One of the city’s other golf courses—Presidents Golf Course—is also publicly owned. At the time of the negotiations for the Furnace Brook Golf Club lease, the 90-acre Wollaston Golf Club in North Quincy was for sale at a $3 million asking price, The Patriot Ledger reported. The Wollaston group refused McIntyre’s offer of a similar lease arrangement to that of Furnace Brook and that club—called Presidents Golf Course today—is now owned by and is a source of revenue for Norfolk County. There are also municipally owned golf courses in Scituate, Braintree and Hingham.
Under city ownership, Koch said he hopes to invest in the course, clubhouse and the small park next door, which Quincy already owns, The Patriot Ledger reported. He says a revamped clubhouse, updated parking lot and additions to the park—like a bocce course, horseshoe pit and tennis courts—have all been tossed around.
“The place needs some attention,” he said. “We will look at it in its entirety, engage the neighborhood and come up with a master plan. We also hope to engage a landscape architect for general repair of the course, specifically things like the irrigation system. We hope to not miss a beat.”
Rumors of development have circled the Furnace Brook Golf Club over the last several years as the end of the lease approached, but Koch told The Patriot Ledger it was always the plan to maintain the open space some way or another.
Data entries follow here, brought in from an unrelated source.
use std::process::ExitCode;

use anyhow::Result;
use tracing_subscriber::{layer::SubscriberExt, util::SubscriberInitExt, EnvFilter};

use sessionizer_core::{MarkerProbe, SystemRunner};
use tmux_sessionizer::app::App;
use tmux_sessionizer::config::{Config, Settings};

fn main() -> Result<ExitCode> {
    // Parse CLI arguments
    let cli = Config::parse_args();

    // Setup logging
    setup_logging(cli.debug);

    // Load settings
    let mut settings = Settings::load(cli.config.as_ref())?;
    settings.merge_cli(&cli);
    settings.validate();

    let runner = SystemRunner;
    let probe = MarkerProbe;
    let app = App::new(settings.to_core_config(), &runner, &probe);
    let outcome = app.run(cli.mode())?;
    Ok(outcome.exit_code())
}

fn setup_logging(debug: bool) {
    let filter = if debug {
        EnvFilter::new("tmux_sessionizer=debug,sessionizer_core=debug")
    } else {
        EnvFilter::new("tmux_sessionizer=info,sessionizer_core=info")
    };

    // stdout and the terminal belong to fzf and tmux
    tracing_subscriber::registry()
        .with(filter)
        .with(
            tracing_subscriber::fmt::layer()
                .with_target(false)
                .with_writer(std::io::stderr),
        )
        .init();
}
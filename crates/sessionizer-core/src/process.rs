//! Blocking execution of external collaborator processes.
//!
//! Every multiplexer subcommand and every selector run goes through a
//! [`CommandRunner`], one call at a time.

use std::borrow::Cow;
use std::fmt;
use std::io::{self, Write};
use std::process::{Command, Stdio};

use tracing::debug;

/// Quote a word for display or for a shell-evaluated option value
pub fn shell_quote(word: &str) -> Cow<'_, str> {
    let safe = !word.is_empty()
        && word
            .chars()
            .all(|c| c.is_ascii_alphanumeric() || "/._-+=:@,%".contains(c));
    if safe {
        Cow::Borrowed(word)
    } else {
        Cow::Owned(format!("'{}'", word.replace('\'', r"'\''")))
    }
}

/// A program plus its arguments
#[derive(Debug, Clone, PartialEq, Eq)]
pub struct Invocation {
    pub program: String,
    pub args: Vec<String>,
}

impl Invocation {
    pub fn new(program: impl Into<String>) -> Self {
        Self {
            program: program.into(),
            args: Vec::new(),
        }
    }

    pub fn arg(mut self, arg: impl Into<String>) -> Self {
        self.args.push(arg.into());
        self
    }

    pub fn args<I, S>(mut self, args: I) -> Self
    where
        I: IntoIterator<Item = S>,
        S: Into<String>,
    {
        self.args.extend(args.into_iter().map(Into::into));
        self
    }
}

impl fmt::Display for Invocation {
    fn fmt(&self, f: &mut fmt::Formatter<'_>) -> fmt::Result {
        write!(f, "{}", shell_quote(&self.program))?;
        for arg in &self.args {
            write!(f, " {}", shell_quote(arg))?;
        }
        Ok(())
    }
}

/// Captured result of a finished process
#[derive(Debug, Clone, PartialEq, Eq)]
pub struct ProcessOutput {
    /// Exit code, `None` when terminated by a signal
    pub code: Option<i32>,
    pub stdout: String,
    pub stderr: String,
}

impl ProcessOutput {
    /// Successful exit with the given stdout
    pub fn ok(stdout: impl Into<String>) -> Self {
        Self {
            code: Some(0),
            stdout: stdout.into(),
            stderr: String::new(),
        }
    }

    /// Exit with an explicit code and stderr
    pub fn exit(code: i32, stderr: impl Into<String>) -> Self {
        Self {
            code: Some(code),
            stdout: String::new(),
            stderr: stderr.into(),
        }
    }

    pub fn is_success(&self) -> bool {
        self.code == Some(0)
    }
}

/// Seam between the sessionizer and the processes it drives
pub trait CommandRunner {
    /// Run to completion with captured output, feeding `stdin` if given
    fn output(&self, invocation: &Invocation, stdin: Option<&str>) -> io::Result<ProcessOutput>;

    /// Run to completion on the controlling terminal, returning the exit code
    fn interactive(&self, invocation: &Invocation) -> io::Result<Option<i32>>;
}

/// Runs invocations as real child processes
#[derive(Debug, Default, Clone, Copy)]
pub struct SystemRunner;

impl CommandRunner for SystemRunner {
    fn output(&self, invocation: &Invocation, stdin: Option<&str>) -> io::Result<ProcessOutput> {
        debug!(command = %invocation, "running");

        let mut command = Command::new(&invocation.program);
        command
            .args(&invocation.args)
            .stdout(Stdio::piped())
            .stderr(Stdio::piped());

        let output = match stdin {
            Some(input) => {
                let mut child = command.stdin(Stdio::piped()).spawn()?;
                {
                    let mut pipe = child.stdin.take().ok_or_else(|| {
                        io::Error::new(io::ErrorKind::BrokenPipe, "child stdin not captured")
                    })?;
                    // The child may exit before consuming everything (e.g. --select-1)
                    if let Err(e) = pipe.write_all(input.as_bytes()) {
                        if e.kind() != io::ErrorKind::BrokenPipe {
                            return Err(e);
                        }
                    }
                    // pipe dropped here to signal EOF
                }
                child.wait_with_output()?
            }
            None => command.stdin(Stdio::null()).output()?,
        };

        Ok(ProcessOutput {
            code: output.status.code(),
            stdout: String::from_utf8_lossy(&output.stdout).into_owned(),
            stderr: String::from_utf8_lossy(&output.stderr).into_owned(),
        })
    }

    fn interactive(&self, invocation: &Invocation) -> io::Result<Option<i32>> {
        debug!(command = %invocation, "running interactively");
        let status = Command::new(&invocation.program)
            .args(&invocation.args)
            .status()?;
        Ok(status.code())
    }
}

#[cfg(test)]
mod tests {
    use super::*;

    #[test]
    fn test_shell_quote() {
        assert_eq!(shell_quote("/home/user/code"), "/home/user/code");
        assert_eq!(shell_quote("my project"), "'my project'");
        assert_eq!(shell_quote("it's"), r"'it'\''s'");
        assert_eq!(shell_quote(""), "''");
    }

    #[test]
    fn test_invocation_display() {
        let inv = Invocation::new("tmux")
            .args(["send-keys", "-t", "api:1.1"])
            .arg("nvim .")
            .arg("C-m");
        assert_eq!(inv.to_string(), "tmux send-keys -t api:1.1 'nvim .' C-m");
    }

    #[cfg(unix)]
    #[test]
    fn test_system_runner_feeds_stdin() {
        let output = SystemRunner
            .output(&Invocation::new("cat"), Some("a\nb"))
            .expect("cat should run");
        assert!(output.is_success());
        assert_eq!(output.stdout, "a\nb");
    }

    #[cfg(unix)]
    #[test]
    fn test_system_runner_reports_exit_code() {
        let output = SystemRunner
            .output(&Invocation::new("sh").args(["-c", "echo oops >&2; exit 3"]), None)
            .expect("sh should run");
        assert_eq!(output.code, Some(3));
        assert_eq!(output.stderr.trim(), "oops");
    }

    #[test]
    fn test_system_runner_missing_program() {
        let missing = Invocation::new("definitely-not-a-real-binary-xyz");
        let result = SystemRunner.output(&missing, None);
        assert!(result.is_err());
    }
}
//! Top-level control flow: discover, select, then reuse or launch and attach.

use std::path::{Path, PathBuf};
use std::process::ExitCode;

use tracing::{debug, info, warn};

use sessionizer_core::{
    factory_for, paths, session_name_for, walk, ActivationProbe, Attacher, CandidateSelector,
    CommandRunner, Result, SessionLauncher, SessionRegistry, SessionizerConfig, ValidationError,
};

/// What a run should do
#[derive(Debug, Clone, PartialEq, Eq)]
pub enum Mode {
    /// Walk the parent directory and let the user pick
    Discover,
    /// Open this directory directly
    Directory(PathBuf),
    /// Pick among already running sessions
    Sessions,
}

/// How a run ended without error
#[derive(Debug, Clone, PartialEq, Eq)]
pub enum Outcome {
    /// Attached to a session already rooted at the chosen directory
    Attached(String),
    /// Created a new session, then attached to it
    Launched(String),
    /// Switched to an active session
    Switched(String),
    /// The directory selection was cancelled
    NothingSelected,
    /// The session selection was cancelled or there were no sessions
    NoSwitch,
}

impl Outcome {
    /// Process exit status for this outcome
    pub fn status(&self) -> u8 {
        match self {
            Outcome::NothingSelected => 1,
            _ => 0,
        }
    }

    pub fn exit_code(&self) -> ExitCode {
        ExitCode::from(self.status())
    }
}

fn ensure_dir(path: &Path) -> std::result::Result<(), ValidationError> {
    if path.is_dir() {
        Ok(())
    } else {
        Err(ValidationError::InvalidDirectory {
            path: path.to_path_buf(),
        })
    }
}

/// Wires the core components together for one invocation
pub struct App<'a> {
    config: SessionizerConfig,
    runner: &'a dyn CommandRunner,
    probe: &'a dyn ActivationProbe,
}

impl<'a> App<'a> {
    pub fn new(
        config: SessionizerConfig,
        runner: &'a dyn CommandRunner,
        probe: &'a dyn ActivationProbe,
    ) -> Self {
        Self {
            config,
            runner,
            probe,
        }
    }

    pub fn run(&self, mode: Mode) -> Result<Outcome> {
        match mode {
            Mode::Discover => self.discover_and_open(),
            Mode::Directory(dir) => self.open(&paths::canonicalize(&dir)),
            Mode::Sessions => self.switch_active_session(),
        }
    }

    fn discover_and_open(&self) -> Result<Outcome> {
        let parent = paths::canonicalize(&self.config.parent_dir);
        ensure_dir(&parent)?;

        let candidates = walk(&parent, self.config.max_depth);
        debug!(count = candidates.len(), parent = %parent.display(), "discovered directories");
        // The parent itself is always recorded; it alone does not count
        if candidates.iter().all(|c| c.path == parent) {
            return Err(ValidationError::NoSubdirectories { path: parent }.into());
        }

        let selector = CandidateSelector::new(&self.config, self.runner);
        match selector.select(&candidates, &parent)? {
            Some(path) => self.open(&path),
            None => {
                info!("no directory selected");
                Ok(Outcome::NothingSelected)
            }
        }
    }

    /// Attach to the session rooted at `path`, creating it first if needed
    fn open(&self, path: &Path) -> Result<Outcome> {
        ensure_dir(path)?;
        let registry = SessionRegistry::new(&self.config, self.runner);
        let attacher = Attacher::new(&self.config, self.runner);

        if let Some(name) = registry.find_session_for_path(path) {
            info!(session = %name, "reusing existing session");
            attacher.attach(&name)?;
            return Ok(Outcome::Attached(name));
        }

        let name = session_name_for(path);
        let factory = factory_for(&self.config.tmux, self.probe);
        SessionLauncher::new(&self.config, factory.as_ref(), self.runner).launch(&name, path)?;
        attacher.attach(&name)?;
        Ok(Outcome::Launched(name))
    }

    fn switch_active_session(&self) -> Result<Outcome> {
        let registry = SessionRegistry::new(&self.config, self.runner);
        let names = registry.session_names().unwrap_or_else(|warning| {
            warn!(%warning, "could not query tmux sessions");
            Vec::new()
        });

        let selector = CandidateSelector::new(&self.config, self.runner);
        match selector.select_session(&names)? {
            Some(name) => {
                Attacher::new(&self.config, self.runner).attach(&name)?;
                Ok(Outcome::Switched(name))
            }
            None => Ok(Outcome::NoSwitch),
        }
    }
}

#[cfg(test)]
mod tests {
    use super::*;
    use pretty_assertions::assert_eq;
    use sessionizer_core::testing::FakeRunner;
    use sessionizer_core::{Error, MarkerProbe, ProcessOutput};
    use std::fs;
    use tempfile::TempDir;

    fn project_tree(dirs: &[&str]) -> TempDir {
        // Not `TempDir::new()`: a `.tmpXXXX` parent would be a dot-named leaf
        let tmp = tempfile::Builder::new()
            .prefix("sessionizer")
            .tempdir()
            .unwrap();
        for dir in dirs {
            fs::create_dir_all(tmp.path().join(dir)).unwrap();
        }
        tmp
    }

    fn config_for(parent: &Path) -> SessionizerConfig {
        SessionizerConfig {
            parent_dir: parent.to_path_buf(),
            ..SessionizerConfig::default()
        }
    }

    #[test]
    fn test_cancelled_selection_skips_registry_and_launch() {
        let tmp = project_tree(&["a", "b"]);
        let runner = FakeRunner::with_outputs([ProcessOutput::exit(130, "")]);
        let app = App::new(config_for(tmp.path()), &runner, &MarkerProbe);

        let outcome = app.run(Mode::Discover).unwrap();

        assert_eq!(outcome, Outcome::NothingSelected);
        assert_eq!(outcome.status(), 1);
        let calls = runner.calls();
        assert_eq!(calls.len(), 1);
        assert_eq!(calls[0].invocation.program, "fzf");
        assert_eq!(calls[0].stdin.as_deref(), Some(".\na\nb"));
    }

    #[test]
    fn test_empty_parent_fails_before_selector() {
        let tmp = project_tree(&[]);
        let runner = FakeRunner::new();
        let app = App::new(config_for(tmp.path()), &runner, &MarkerProbe);

        let err = app.run(Mode::Discover).unwrap_err();

        assert!(matches!(
            err,
            Error::Validation(ValidationError::NoSubdirectories { .. })
        ));
        assert!(err.to_string().starts_with("no subdirectories found in"));
        assert!(runner.calls().is_empty());
    }

    #[test]
    fn test_missing_parent_is_invalid() {
        let runner = FakeRunner::new();
        let app = App::new(
            config_for(Path::new("/nonexistent-sessionizer-parent")),
            &runner,
            &MarkerProbe,
        );

        let err = app.run(Mode::Discover).unwrap_err();
        assert!(matches!(
            err,
            Error::Validation(ValidationError::InvalidDirectory { .. })
        ));
    }

    #[test]
    fn test_selection_reuses_existing_session() {
        let tmp = project_tree(&["a", "b"]);
        let b = paths::canonicalize(&tmp.path().join("b"));
        let runner = FakeRunner::with_outputs([
            ProcessOutput::ok("b\n"),
            ProcessOutput::ok(format!("dev:/elsewhere\nwork:{}/\n", b.display())),
        ]);
        let app = App::new(config_for(tmp.path()), &runner, &MarkerProbe);

        let outcome = app.run(Mode::Discover).unwrap();

        assert_eq!(outcome, Outcome::Attached("work".to_string()));
        let commands = runner.commands();
        assert_eq!(commands.len(), 3);
        assert!(commands[1].starts_with("tmux list-sessions"));
        assert_eq!(commands[2], "tmux attach-session -t work");
        assert!(runner.calls()[2].interactive);
    }

    #[test]
    fn test_selection_launches_new_session() {
        let tmp = project_tree(&["site.com"]);
        let runner = FakeRunner::with_outputs([
            ProcessOutput::ok("site.com\n"),
            ProcessOutput::exit(1, "no server running on /tmp/tmux-1000/default\n"),
        ]);
        let app = App::new(config_for(tmp.path()), &runner, &MarkerProbe);

        let outcome = app.run(Mode::Discover).unwrap();

        assert_eq!(outcome, Outcome::Launched("site_com".to_string()));
        let commands = runner.commands();
        // selector, registry, new-session, seven layout steps, attach
        assert_eq!(commands.len(), 11);
        assert!(commands[2].starts_with("tmux new-session -d -s site_com -c "));
        assert_eq!(commands[10], "tmux attach-session -t site_com");
    }

    #[test]
    fn test_launch_failure_surfaces_without_attach() {
        let tmp = project_tree(&["a"]);
        let runner = FakeRunner::with_outputs([
            ProcessOutput::ok("a\n"),
            ProcessOutput::ok(""),
            ProcessOutput::ok(""),
            ProcessOutput::ok(""),
            ProcessOutput::exit(1, "boom"),
        ]);
        let app = App::new(config_for(tmp.path()), &runner, &MarkerProbe);

        let err = app.run(Mode::Discover).unwrap_err();

        match err {
            Error::Launch(e) => assert_eq!(e.step, 2),
            other => panic!("unexpected error: {other}"),
        }
        assert_eq!(runner.calls().len(), 5);
        assert!(runner.calls().iter().all(|c| !c.interactive));
    }

    #[test]
    fn test_directory_mode_bypasses_selector() {
        let tmp = project_tree(&["api"]);
        let runner = FakeRunner::new();
        let app = App::new(config_for(tmp.path()), &runner, &MarkerProbe);

        let outcome = app
            .run(Mode::Directory(tmp.path().join("api")))
            .unwrap();

        assert_eq!(outcome, Outcome::Launched("api".to_string()));
        assert!(runner.commands()[0].starts_with("tmux list-sessions"));
        assert!(runner.calls().iter().all(|c| c.invocation.program != "fzf"));
    }

    #[test]
    fn test_directory_mode_rejects_file() {
        let tmp = project_tree(&[]);
        let file = tmp.path().join("notes.txt");
        fs::write(&file, "").unwrap();
        let runner = FakeRunner::new();
        let app = App::new(config_for(tmp.path()), &runner, &MarkerProbe);

        let err = app.run(Mode::Directory(file)).unwrap_err();

        assert!(matches!(
            err,
            Error::Validation(ValidationError::InvalidDirectory { .. })
        ));
        assert!(runner.calls().is_empty());
    }

    #[test]
    fn test_sessions_mode_switches_client() {
        let tmp = project_tree(&[]);
        let config = SessionizerConfig {
            inside_multiplexer: true,
            ..config_for(tmp.path())
        };
        let runner = FakeRunner::with_outputs([
            ProcessOutput::ok("dev\nwork\n"),
            ProcessOutput::ok("work\n"),
        ]);
        let app = App::new(config, &runner, &MarkerProbe);

        let outcome = app.run(Mode::Sessions).unwrap();

        assert_eq!(outcome, Outcome::Switched("work".to_string()));
        assert_eq!(
            runner.commands().last().map(String::as_str),
            Some("tmux switch-client -t work")
        );
    }

    #[test]
    fn test_sessions_mode_cancel_exits_cleanly() {
        let tmp = project_tree(&[]);
        let runner = FakeRunner::with_outputs([
            ProcessOutput::ok("dev\n"),
            ProcessOutput::exit(130, ""),
        ]);
        let app = App::new(config_for(tmp.path()), &runner, &MarkerProbe);

        let outcome = app.run(Mode::Sessions).unwrap();

        assert_eq!(outcome, Outcome::NoSwitch);
        assert_eq!(outcome.status(), 0);
        assert_eq!(runner.calls().len(), 2);
    }

    #[test]
    fn test_sessions_mode_without_server() {
        let tmp = project_tree(&[]);
        let runner = FakeRunner::with_outputs([ProcessOutput::exit(
            1,
            "no server running on /tmp/tmux-1000/default",
        )]);
        let app = App::new(config_for(tmp.path()), &runner, &MarkerProbe);

        assert_eq!(app.run(Mode::Sessions).unwrap(), Outcome::NoSwitch);
        assert_eq!(runner.calls().len(), 1);
    }
}
use std::path::Path;

use super::{chain_keys, LayoutFactory, LayoutPlan, DEV_WINDOW, EDITOR_WINDOW, SHELL_WINDOW};
use crate::config::TmuxOptions;
use crate::paths;
use crate::probe::ActivationProbe;
use crate::tmux::{pane_target, window_target, TmuxCommand};

/// Three windows: the editor, a vertically split dev window and a shell.
///
/// Every pane gets the directory's activation command first, when there is one.
pub struct StandardLayout<'a> {
    options: &'a TmuxOptions,
    probe: &'a dyn ActivationProbe,
}

impl<'a> StandardLayout<'a> {
    pub fn new(options: &'a TmuxOptions, probe: &'a dyn ActivationProbe) -> Self {
        Self { options, probe }
    }
}

impl LayoutFactory for StandardLayout<'_> {
    fn produce_layout(&self, session_name: &str, path: &Path) -> LayoutPlan {
        let cwd = paths::canonicalize(path);
        let editor = self.options.base_index;
        let dev = editor + 1;
        let shell = editor + 2;
        let first_pane = self.options.pane_base_index;

        let mut plan = LayoutPlan::new();
        plan.push(TmuxCommand::rename_window(
            window_target(session_name, editor),
            EDITOR_WINDOW,
        ));

        plan.push(TmuxCommand::new_window(session_name, DEV_WINDOW, &cwd));
        plan.push(TmuxCommand::split_vertical(window_target(session_name, dev), &cwd));
        plan.push(TmuxCommand::select_pane(pane_target(session_name, dev, first_pane)));

        plan.push(TmuxCommand::new_window(session_name, SHELL_WINDOW, &cwd));

        let activation = self.probe.activation(path).map(|words| words.join(" "));
        let panes = [
            (editor, first_pane, Some(self.options.editor_command.as_str())),
            (dev, first_pane, None),
            (dev, first_pane + 1, None),
            (shell, first_pane, None),
        ];
        for (window, pane, command) in panes {
            if let Some(keys) = chain_keys(activation.as_deref(), command) {
                plan.push(TmuxCommand::send_keys(
                    pane_target(session_name, window, pane),
                    keys,
                ));
            }
        }

        plan.push(TmuxCommand::select_window(window_target(session_name, editor)));
        plan
    }
}
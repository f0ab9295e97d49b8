//! Error taxonomy for discovery, selection, launch and attach.
//!
//! A cancelled selection is not an error: selectors return `Ok(None)` for it.

use std::path::PathBuf;
use thiserror::Error;

/// Render an exit code, `None` meaning the process was killed by a signal
pub(crate) fn describe_code(code: &Option<i32>) -> String {
    match code {
        Some(code) => format!("exit code {}", code),
        None => "a signal".to_string(),
    }
}

/// A supplied directory is unusable
#[derive(Debug, Error)]
pub enum ValidationError {
    /// The path does not exist or is not a directory
    #[error("{} is not a valid directory", .path.display())]
    InvalidDirectory { path: PathBuf },

    /// Discovery found nothing below the parent directory
    #[error("no subdirectories found in {}", .path.display())]
    NoSubdirectories { path: PathBuf },
}

/// The fuzzy selector misbehaved
#[derive(Debug, Error)]
pub enum SelectionError {
    /// The selector process could not be started
    #[error("failed to run `{command}` (is it installed and in your PATH?): {source}")]
    Spawn {
        command: String,
        #[source]
        source: std::io::Error,
    },

    /// The selector terminated with something other than success or cancel
    #[error(
        "selector terminated with {}\n=== stdout ===\n{stdout}\n=== stderr ===\n{stderr}",
        describe_code(.code)
    )]
    UnexpectedExit {
        code: Option<i32>,
        stdout: String,
        stderr: String,
    },

    /// The selector returned something that is not an existing directory
    #[error("no valid directory selected: {}", .path.display())]
    InvalidSelection { path: PathBuf },
}

/// A step of session creation failed; earlier steps are not rolled back.
///
/// Step 0 is the session creation itself, layout plan steps count from 1.
#[derive(Debug, Error)]
#[error("launch step {step} failed (`{command}`): {reason}")]
pub struct LaunchError {
    pub step: usize,
    pub command: String,
    pub reason: String,
}

/// Switching or attaching the terminal to a session failed
#[derive(Debug, Error)]
pub enum AttachError {
    #[error("failed to run `{command}`: {source}")]
    Spawn {
        command: String,
        #[source]
        source: std::io::Error,
    },

    #[error("`{command}` terminated with {}", describe_code(.code))]
    Failed { command: String, code: Option<i32> },
}

/// The session list query failed for a reason other than "no server".
///
/// Never fatal: it is logged and the registry is treated as empty.
#[derive(Debug, Error)]
pub enum RegistryQueryWarning {
    #[error("failed to run `{command}`: {source}")]
    Spawn {
        command: String,
        #[source]
        source: std::io::Error,
    },

    #[error("`{command}` terminated with {}: {stderr}", describe_code(.code))]
    Failed {
        command: String,
        code: Option<i32>,
        stderr: String,
    },
}

/// Any fatal failure of a sessionizer run
#[derive(Debug, Error)]
pub enum Error {
    #[error(transparent)]
    Validation(#[from] ValidationError),

    #[error(transparent)]
    Selection(#[from] SelectionError),

    #[error(transparent)]
    Launch(#[from] LaunchError),

    #[error(transparent)]
    Attach(#[from] AttachError),
}

/// Result alias for sessionizer operations
pub type Result<T> = std::result::Result<T, Error>;
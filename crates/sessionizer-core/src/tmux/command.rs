use std::path::Path;

use crate::process::Invocation;

/// `session:window`
pub fn window_target(session: &str, window: u32) -> String {
    format!("{}:{}", session, window)
}

/// `session:window.pane`
pub fn pane_target(session: &str, window: u32, pane: u32) -> String {
    format!("{}:{}.{}", session, window, pane)
}

/// A tmux subcommand aimed at one target: `tmux <verb> -t <target> <args...>`
#[derive(Debug, Clone, PartialEq, Eq)]
pub struct TmuxCommand {
    pub verb: &'static str,
    pub target: String,
    pub args: Vec<String>,
}

impl TmuxCommand {
    pub fn new(verb: &'static str, target: impl Into<String>) -> Self {
        Self {
            verb,
            target: target.into(),
            args: Vec::new(),
        }
    }

    pub fn arg(mut self, arg: impl Into<String>) -> Self {
        self.args.push(arg.into());
        self
    }

    pub fn rename_window(target: impl Into<String>, name: &str) -> Self {
        Self::new("rename-window", target).arg(name)
    }

    /// Append a named window to `session`, starting in `cwd`
    pub fn new_window(session: &str, name: &str, cwd: &Path) -> Self {
        Self::new("new-window", session)
            .arg("-n")
            .arg(name)
            .arg("-c")
            .arg(cwd.to_string_lossy())
    }

    /// Split `target` top/bottom, the new pane starting in `cwd`
    pub fn split_vertical(target: impl Into<String>, cwd: &Path) -> Self {
        Self::new("split-window", target)
            .arg("-v")
            .arg("-c")
            .arg(cwd.to_string_lossy())
    }

    pub fn select_window(target: impl Into<String>) -> Self {
        Self::new("select-window", target)
    }

    pub fn select_pane(target: impl Into<String>) -> Self {
        Self::new("select-pane", target)
    }

    /// Type `keys` into a pane and press Enter
    pub fn send_keys(target: impl Into<String>, keys: impl Into<String>) -> Self {
        Self::new("send-keys", target).arg(keys).arg("C-m")
    }

    pub fn switch_client(session: &str) -> Self {
        Self::new("switch-client", session)
    }

    pub fn attach_session(session: &str) -> Self {
        Self::new("attach-session", session)
    }

    /// Full invocation through the given tmux binary
    pub fn invocation(&self, program: &str) -> Invocation {
        Invocation::new(program)
            .arg(self.verb)
            .arg("-t")
            .arg(&self.target)
            .args(&self.args)
    }
}
//! Immutable configuration handed to every component.

use serde::{Deserialize, Serialize};
use std::path::PathBuf;

/// Default maximum walk depth below the parent directory
pub const DEFAULT_DEPTH: usize = 2;

/// Default fuzzy selector program
pub const DEFAULT_SELECTOR: &str = "fzf";

/// Default preview command, the selected directory is appended
pub const DEFAULT_PREVIEW: &str =
    "eza --color=always --icons --group-directories-first --git-ignore -T -L 2";

/// Default multiplexer program
pub const DEFAULT_TMUX: &str = "tmux";

/// Default command started in the editor window
pub const DEFAULT_EDITOR_COMMAND: &str = "nvim .";

/// Which layout a freshly created session receives
#[derive(Debug, Clone, Copy, Default, PartialEq, Eq, Serialize, Deserialize)]
#[serde(rename_all = "lowercase")]
pub enum LayoutKind {
    /// Editor window, two-pane dev window and a shell window
    #[default]
    Standard,
    /// Editor window only
    Single,
}

/// Fuzzy selector settings
#[derive(Debug, Clone, PartialEq, Eq)]
pub struct SelectorOptions {
    pub command: String,
    pub options: Vec<String>,
    /// Preview command template; `None` disables the preview
    pub preview: Option<String>,
}

impl Default for SelectorOptions {
    fn default() -> Self {
        Self {
            command: DEFAULT_SELECTOR.to_string(),
            options: vec!["--cycle".to_string()],
            preview: Some(DEFAULT_PREVIEW.to_string()),
        }
    }
}

/// Multiplexer settings
#[derive(Debug, Clone, PartialEq, Eq)]
pub struct TmuxOptions {
    pub command: String,
    /// Index of the first window of a session (tmux `base-index`)
    pub base_index: u32,
    /// Index of the first pane of a window (tmux `pane-base-index`)
    pub pane_base_index: u32,
    pub editor_command: String,
    pub layout: LayoutKind,
}

impl Default for TmuxOptions {
    fn default() -> Self {
        Self {
            command: DEFAULT_TMUX.to_string(),
            base_index: 1,
            pane_base_index: 1,
            editor_command: DEFAULT_EDITOR_COMMAND.to_string(),
            layout: LayoutKind::default(),
        }
    }
}

/// Configuration for one sessionizer run
#[derive(Debug, Clone, PartialEq, Eq)]
pub struct SessionizerConfig {
    /// Canonical directory the walk starts from
    pub parent_dir: PathBuf,
    pub max_depth: usize,
    pub selector: SelectorOptions,
    /// Dot-directories that may one day be descended into. Currently unused:
    /// every dot-directory is a leaf.
    pub allowed_dotfiles: Vec<String>,
    pub tmux: TmuxOptions,
    /// Whether this process runs inside a tmux client
    pub inside_multiplexer: bool,
}

impl Default for SessionizerConfig {
    fn default() -> Self {
        Self {
            parent_dir: PathBuf::from("."),
            max_depth: DEFAULT_DEPTH,
            selector: SelectorOptions::default(),
            allowed_dotfiles: vec![".config".to_string(), ".dotfiles".to_string()],
            tmux: TmuxOptions::default(),
            inside_multiplexer: false,
        }
    }
}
Potential development on the course was foreseen by Quincy board members back in the ’70s, The Patriot Ledger reported. In May of 1979, the Quincy Planning Board unanimously approved a zoning change for the land from residential A to open space. Then-Ward 1 Councilor Leo Kelly said at the time that the change was meant to “avoid those horrendous meetings inevitable in the future from pressure to build on the course.”